Pero, si su condición femenina representó una carrera de enormes obstáculos en su vida profesional, que ella en alguna ocasión comentó, y que eran bochornosos en grado superlativo, equiparando sus señorías a los demás caballeros de la época homologados por sus miserias corporales y mentales, su matrimonio con el tenor representaba un desafío a las normas imperantes. Ella era obesa en un grado extremo, además de tener una fortuna familiar equivalente a su peso. Por el contrario, el tenor era un hombre atractivo físicamente, muy sofisticado en su conversación y su porte, en relación con los austeros varones de la época, así como carente de cualquier ingreso o fortuna.
En estas condiciones se puede imaginar el impacto de la pareja en el pueblerino y atrasado ambiente en el que vivían en la España de entonces. Todo el mundo se mofaba de ellos, atribuyendo al tenor el móvil de la conveniencia. Además, había tenido varios incidentes de lo que entonces se denominaba como “de faldas”. Su sofisticación en la expresión se leía como una estrategia basada en el fingimiento. En el fondo, lo que se cuestionaba era una pareja en la que la inteligencia se distribuía de modo asimétrico a lo aceptado, es decir, que predominaba la de la magistrada. Pero el cuerpo de esta no se correspondía a los estereotipos de la época. Los comentarios maliciosos proliferaban. Ahí aprendí lo creativa que era la gente en el arte de producir chistes y maldades, así como a comprobar la rigurosa frontera entre las relaciones frente a frente y las que se producen cuando la persona que es objeto de las chanzas se encuentra ausente.

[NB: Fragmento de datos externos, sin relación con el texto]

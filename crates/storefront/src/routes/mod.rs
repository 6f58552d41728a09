//! HTTP route handlers for storefront.
//!
//! # Route Structure
//!
//! ```text
//! GET  /                       - Featured bundles and trending products
//! GET  /health                 - Health check
//!
//! # Catalog API
//! GET  /api/products           - All products, or search with ?q=&limit=
//! GET  /api/products/trending  - Trending by ?city=&region=&weather=&limit=
//! GET  /api/products/{id}      - Product detail
//! GET  /api/categories         - All categories
//! GET  /api/categories/{id}    - Category detail
//! GET  /api/bundles            - Bundles, filtered by ?q= | ?category= | ?max_time=
//! GET  /api/bundles/featured   - Featured bundles
//! GET  /api/bundles/{id}       - Bundle detail
//! POST   /api/bundles/{id}/components              - Add a component
//! PATCH  /api/bundles/{id}/components/{product_id} - Change a component
//! DELETE /api/bundles/{id}/components/{product_id} - Remove a component
//!
//! # Admin area
//! GET  /admin                  - Gate, then dashboard or redirect
//! GET  /unauthorized           - Denial details and demo options
//! POST /unauthorized/simulate-admin - Demo admin login
//! POST /unauthorized/simulate-user  - Demo shopper login
//! POST /auth/logout            - Clear the session
//!
//! # Admin API (403 unless the session user is an admin)
//! POST   /api/admin/products            - Create product
//! POST   /api/admin/products/bulk       - Bulk update products
//! GET    /api/admin/products/low-stock  - Low stock report
//! PATCH  /api/admin/products/{id}       - Update product
//! DELETE /api/admin/products/{id}       - Delete product
//! PUT    /api/admin/products/{id}/stock - Set stock
//! POST   /api/admin/categories          - Create category
//! PATCH  /api/admin/categories/{id}     - Update category
//! DELETE /api/admin/categories/{id}     - Delete category
//! POST   /api/admin/bundles             - Create bundle
//! POST   /api/admin/bundles/status      - Bulk status change
//! GET    /api/admin/bundles/analytics   - Bundle analytics
//! PATCH  /api/admin/bundles/{id}        - Update bundle
//! DELETE /api/admin/bundles/{id}        - Delete bundle
//! ```

pub mod admin;
pub mod admin_api;
pub mod auth;
pub mod bundles;
pub mod categories;
pub mod home;
pub mod products;
pub mod unauthorized;

use axum::{
    Router,
    routing::{get, patch, post, put},
};
use tower_http::trace::{DefaultOnResponse, OnResponse, TraceLayer};
use tracing::Span;

use crate::middleware::{create_session_layer, request_id_middleware};
use crate::state::AppState;

/// Create the product API router.
pub fn product_routes() -> Router<AppState> {
    Router::new()
        .route("/", get(products::index))
        .route("/trending", get(products::trending))
        .route("/{id}", get(products::show))
}

/// Create the category API router.
pub fn category_routes() -> Router<AppState> {
    Router::new()
        .route("/", get(categories::index))
        .route("/{id}", get(categories::show))
}

/// Create the bundle API router.
pub fn bundle_routes() -> Router<AppState> {
    Router::new()
        .route("/", get(bundles::index))
        .route("/featured", get(bundles::featured))
        .route("/{id}", get(bundles::show))
        .route("/{id}/components", post(bundles::add_component))
        .route(
            "/{id}/components/{product_id}",
            patch(bundles::update_component).delete(bundles::remove_component),
        )
}

/// Create the admin API router.
pub fn admin_api_routes() -> Router<AppState> {
    Router::new()
        .route("/products", post(admin_api::create_product))
        .route("/products/bulk", post(admin_api::bulk_update_products))
        .route("/products/low-stock", get(admin_api::low_stock_products))
        .route(
            "/products/{id}",
            patch(admin_api::update_product).delete(admin_api::delete_product),
        )
        .route("/products/{id}/stock", put(admin_api::update_stock))
        .route("/categories", post(admin_api::create_category))
        .route(
            "/categories/{id}",
            patch(admin_api::update_category).delete(admin_api::delete_category),
        )
        .route("/bundles", post(admin_api::create_bundle))
        .route("/bundles/status", post(admin_api::bulk_bundle_status))
        .route("/bundles/analytics", get(admin_api::bundle_analytics))
        .route(
            "/bundles/{id}",
            patch(admin_api::update_bundle).delete(admin_api::delete_bundle),
        )
}

/// Create the unauthorized page and demo login router.
pub fn unauthorized_routes() -> Router<AppState> {
    Router::new()
        .route("/", get(unauthorized::show))
        .route("/simulate-admin", post(unauthorized::simulate_admin))
        .route("/simulate-user", post(unauthorized::simulate_user))
}

/// Create all routes for the storefront.
pub fn routes() -> Router<AppState> {
    Router::new()
        .route("/", get(home::home))
        .route("/health", get(health))
        .nest("/api/products", product_routes())
        .nest("/api/categories", category_routes())
        .nest("/api/bundles", bundle_routes())
        .nest("/api/admin", admin_api_routes())
        .route("/admin", get(admin::dashboard))
        .nest("/unauthorized", unauthorized_routes())
        .route("/auth/logout", post(auth::logout))
}

/// Build the application with sessions, request IDs, and tracing applied.
///
/// Sentry layers are added by the binary so tests can run without a client.
pub fn app(state: AppState) -> Router {
    let session_layer = create_session_layer(state.config());

    routes()
        .layer(session_layer)
        .layer(axum::middleware::from_fn(request_id_middleware))
        .layer(
            TraceLayer::new_for_http()
                .make_span_with(|request: &axum::http::Request<_>| {
                    tracing::info_span!(
                        "http_request",
                        method = %request.method(),
                        uri = %request.uri(),
                        request_id = tracing::field::Empty,
                        user_id = tracing::field::Empty,
                        status = tracing::field::Empty,
                        latency_ms = tracing::field::Empty,
                    )
                })
                .on_response(
                    |response: &axum::http::Response<_>,
                     latency: std::time::Duration,
                     span: &Span| {
                        span.record("status", response.status().as_u16());
                        span.record(
                            "latency_ms",
                            u64::try_from(latency.as_millis()).unwrap_or(u64::MAX),
                        );
                        DefaultOnResponse::default().on_response(response, latency, span);
                    },
                ),
        )
        .with_state(state)
}

/// Liveness health check endpoint.
async fn health() -> &'static str {
    "ok"
}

En las largas tardes de domingo de ópera mi cansancio se iba incrementando. Sobre un piano se producían solos, dúos tríos, que terminaban en exhibiciones que iban creando un clima en el que los espectadores no cantores estábamos en un estado de distanciamiento creciente frente al éxtasis de los cantores, que amenazaban con agotar todo su repertorio. La merienda, que en esta época era un precepto incuestionable, y en la que los cafés y tés se acompañaban de pastas, bollería y pasteles, ofrecía la ocasión de hacer una larga pausa, o incluso de esfumarse para no presenciar la segunda parte.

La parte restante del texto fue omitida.